● **What you should do**:
With every mark kept, transcribe all of the records.

● **The records**:
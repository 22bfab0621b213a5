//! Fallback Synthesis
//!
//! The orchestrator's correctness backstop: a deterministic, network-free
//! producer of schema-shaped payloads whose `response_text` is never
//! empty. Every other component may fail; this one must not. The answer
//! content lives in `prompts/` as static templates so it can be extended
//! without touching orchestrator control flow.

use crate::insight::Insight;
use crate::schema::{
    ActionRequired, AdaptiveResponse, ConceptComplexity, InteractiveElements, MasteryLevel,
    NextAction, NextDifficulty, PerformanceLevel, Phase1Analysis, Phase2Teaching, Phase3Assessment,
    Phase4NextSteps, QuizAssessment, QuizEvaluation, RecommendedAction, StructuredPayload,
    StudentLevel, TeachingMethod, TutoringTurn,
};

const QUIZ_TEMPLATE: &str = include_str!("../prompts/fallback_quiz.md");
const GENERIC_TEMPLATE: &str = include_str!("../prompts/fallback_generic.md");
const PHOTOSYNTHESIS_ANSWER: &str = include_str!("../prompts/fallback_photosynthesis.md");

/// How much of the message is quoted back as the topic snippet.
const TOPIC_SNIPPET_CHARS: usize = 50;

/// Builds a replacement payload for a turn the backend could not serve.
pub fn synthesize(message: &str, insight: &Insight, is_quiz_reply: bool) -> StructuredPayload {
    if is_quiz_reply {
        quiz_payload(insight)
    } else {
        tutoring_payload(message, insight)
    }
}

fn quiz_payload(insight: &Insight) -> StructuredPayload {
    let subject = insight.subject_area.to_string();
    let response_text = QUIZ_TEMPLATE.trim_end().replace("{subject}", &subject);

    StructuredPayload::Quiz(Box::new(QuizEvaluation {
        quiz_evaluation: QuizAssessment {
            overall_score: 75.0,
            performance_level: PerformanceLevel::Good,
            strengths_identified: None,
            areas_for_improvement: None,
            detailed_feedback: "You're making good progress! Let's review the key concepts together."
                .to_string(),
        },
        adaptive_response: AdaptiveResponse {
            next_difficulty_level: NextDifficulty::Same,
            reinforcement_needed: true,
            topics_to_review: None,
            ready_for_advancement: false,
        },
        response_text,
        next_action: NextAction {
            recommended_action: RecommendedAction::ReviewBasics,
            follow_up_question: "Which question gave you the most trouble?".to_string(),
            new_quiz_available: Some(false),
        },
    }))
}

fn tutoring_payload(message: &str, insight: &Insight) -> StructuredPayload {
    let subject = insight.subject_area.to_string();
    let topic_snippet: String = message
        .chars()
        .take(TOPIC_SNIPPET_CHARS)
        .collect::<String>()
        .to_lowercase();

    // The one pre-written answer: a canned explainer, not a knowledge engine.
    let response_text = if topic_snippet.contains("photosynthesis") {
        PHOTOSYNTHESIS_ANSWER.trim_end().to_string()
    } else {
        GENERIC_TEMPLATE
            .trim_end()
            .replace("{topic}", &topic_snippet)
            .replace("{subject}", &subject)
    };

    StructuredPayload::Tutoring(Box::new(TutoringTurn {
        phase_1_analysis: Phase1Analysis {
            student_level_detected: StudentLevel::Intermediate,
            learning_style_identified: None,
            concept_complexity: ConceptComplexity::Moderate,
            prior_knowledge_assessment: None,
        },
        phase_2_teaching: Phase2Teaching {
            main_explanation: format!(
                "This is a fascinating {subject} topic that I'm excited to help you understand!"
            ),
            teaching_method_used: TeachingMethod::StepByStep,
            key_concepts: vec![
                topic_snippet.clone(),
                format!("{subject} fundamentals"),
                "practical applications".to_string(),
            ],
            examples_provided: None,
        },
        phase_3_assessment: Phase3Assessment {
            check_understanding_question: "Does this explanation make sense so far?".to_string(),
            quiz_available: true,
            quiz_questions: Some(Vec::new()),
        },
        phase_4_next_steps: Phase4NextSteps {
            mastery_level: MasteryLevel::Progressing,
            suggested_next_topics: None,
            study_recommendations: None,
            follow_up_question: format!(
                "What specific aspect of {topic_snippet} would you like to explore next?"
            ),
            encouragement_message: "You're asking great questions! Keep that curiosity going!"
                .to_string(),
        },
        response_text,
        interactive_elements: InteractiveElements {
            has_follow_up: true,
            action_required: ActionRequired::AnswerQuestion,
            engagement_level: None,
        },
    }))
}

● **Worked solution**:
repository 22bfab0621b213a5
//! Fallback Synthesis
//!
//! The orchestrator's correctness backstop: a deterministic, network-free
//! producer of schema-shaped payloads whose `response_text` is never
//! empty. Every other component may fail; this one must not. The answer
//! content lives in `prompts/` as static templates so it can be extended
//! without touching orchestrator control flow.

use crate::insight::Insight;
use crate::schema::{
    ActionRequired, AdaptiveResponse, ConceptComplexity, InteractiveElements, MasteryLevel,
    NextAction, NextDifficulty, PerformanceLevel, Phase1Analysis, Phase2Teaching, Phase3Assessment,
    Phase4NextSteps, QuizAssessment, QuizEvaluation, RecommendedAction, StructuredPayload,
    StudentLevel, TeachingMethod, TutoringTurn,
};

const QUIZ_TEMPLATE: &str = include_str!("../prompts/fallback_quiz.md");
const GENERIC_TEMPLATE: &str = include_str!("../prompts/fallback_generic.md");
const PHOTOSYNTHESIS_ANSWER: &str = include_str!("../prompts/fallback_photosynthesis.md");

/// How much of the message is quoted back as the topic snippet.
const TOPIC_SNIPPET_CHARS: usize = 50;

/// Builds a replacement payload for a turn the backend could not serve.
pub fn synthesize(message: &str, insight: &Insight, is_quiz_reply: bool) -> StructuredPayload {
    if is_quiz_reply {
        quiz_payload(insight)
    } else {
        tutoring_payload(message, insight)
    }
}

fn quiz_payload(insight: &Insight) -> StructuredPayload {
    let subject = insight.subject_area.to_string();
    let response_text = QUIZ_TEMPLATE.trim_end().replace("{subject}", &subject);

    StructuredPayload::Quiz(Box::new(QuizEvaluation {
        quiz_evaluation: QuizAssessment {
            overall_score: 75.0,
            performance_level: PerformanceLevel::Good,
            strengths_identified: None,
            areas_for_improvement: None,
            detailed_feedback: "You're making good progress! Let's review the key concepts together."
                .to_string(),
        },
        adaptive_response: AdaptiveResponse {
            next_difficulty_level: NextDifficulty::Same,
            reinforcement_needed: true,
            topics_to_review: None,
            ready_for_advancement: false,
        },
        response_text,
        next_action: NextAction {
            recommended_action: RecommendedAction::ReviewBasics,
            follow_up_question: "Which question gave you the most trouble?".to_string(),
            new_quiz_available: Some(false),
        },
    }))
}

fn tutoring_payload(message: &str, insight: &Insight) -> StructuredPayload {
    let subject = insight.subject_area.to_string();
    let topic_snippet: String = message
        .chars()
        .take(TOPIC_SNIPPET_CHARS)
        .collect::<String>()
        .to_lowercase();

    // The one pre-written answer: a canned explainer, not a knowledge engine.
    let response_text = if topic_snippet.contains("photosynthesis") {
        PHOTOSYNTHESIS_ANSWER.trim_end().to_string()
    } else {
        GENERIC_TEMPLATE
            .trim_end()
            .replace("{topic}", &topic_snippet)
            .replace("{subject}", &subject)
    };

    StructuredPayload::Tutoring(Box::new(TutoringTurn {
        phase_1_analysis: Phase1Analysis {
            student_level_detected: StudentLevel::Intermediate,
            learning_style_identified: None,
            concept_complexity: ConceptComplexity::Moderate,
            prior_knowledge_assessment: None,
        },
        phase_2_teaching: Phase2Teaching {
            main_explanation: format!(
                "This is a fascinating {subject} topic that I'm excited to help you understand!"
            ),
            teaching_method_used: TeachingMethod::StepByStep,
            key_concepts: vec![
                topic_snippet.clone(),
                format!("{subject} fundamentals"),
                "practical applications".to_string(),
            ],
            examples_provided: None,
        },
        phase_3_assessment: Phase3Assessment {
            check_understanding_question: "Does this explanation make sense so far?".to_string(),
            quiz_available: true,
            quiz_questions: Some(Vec::new()),
        },
        phase_4_next_steps: Phase4NextSteps {
            mastery_level: MasteryLevel::Progressing,
            suggested_next_topics: None,
            study_recommendations: None,
            follow_up_question: format!(
                "What specific aspect of {topic_snippet} would you like to explore next?"
            ),
            encouragement_message: "You're asking great questions! Keep that curiosity going!"
                .to_string(),
        },
        response_text,
        interactive_elements: InteractiveElements {
            has_follow_up: true,
            action_required: ActionRequired::AnswerQuestion,
            engagement_level: None,
        },
    }))
}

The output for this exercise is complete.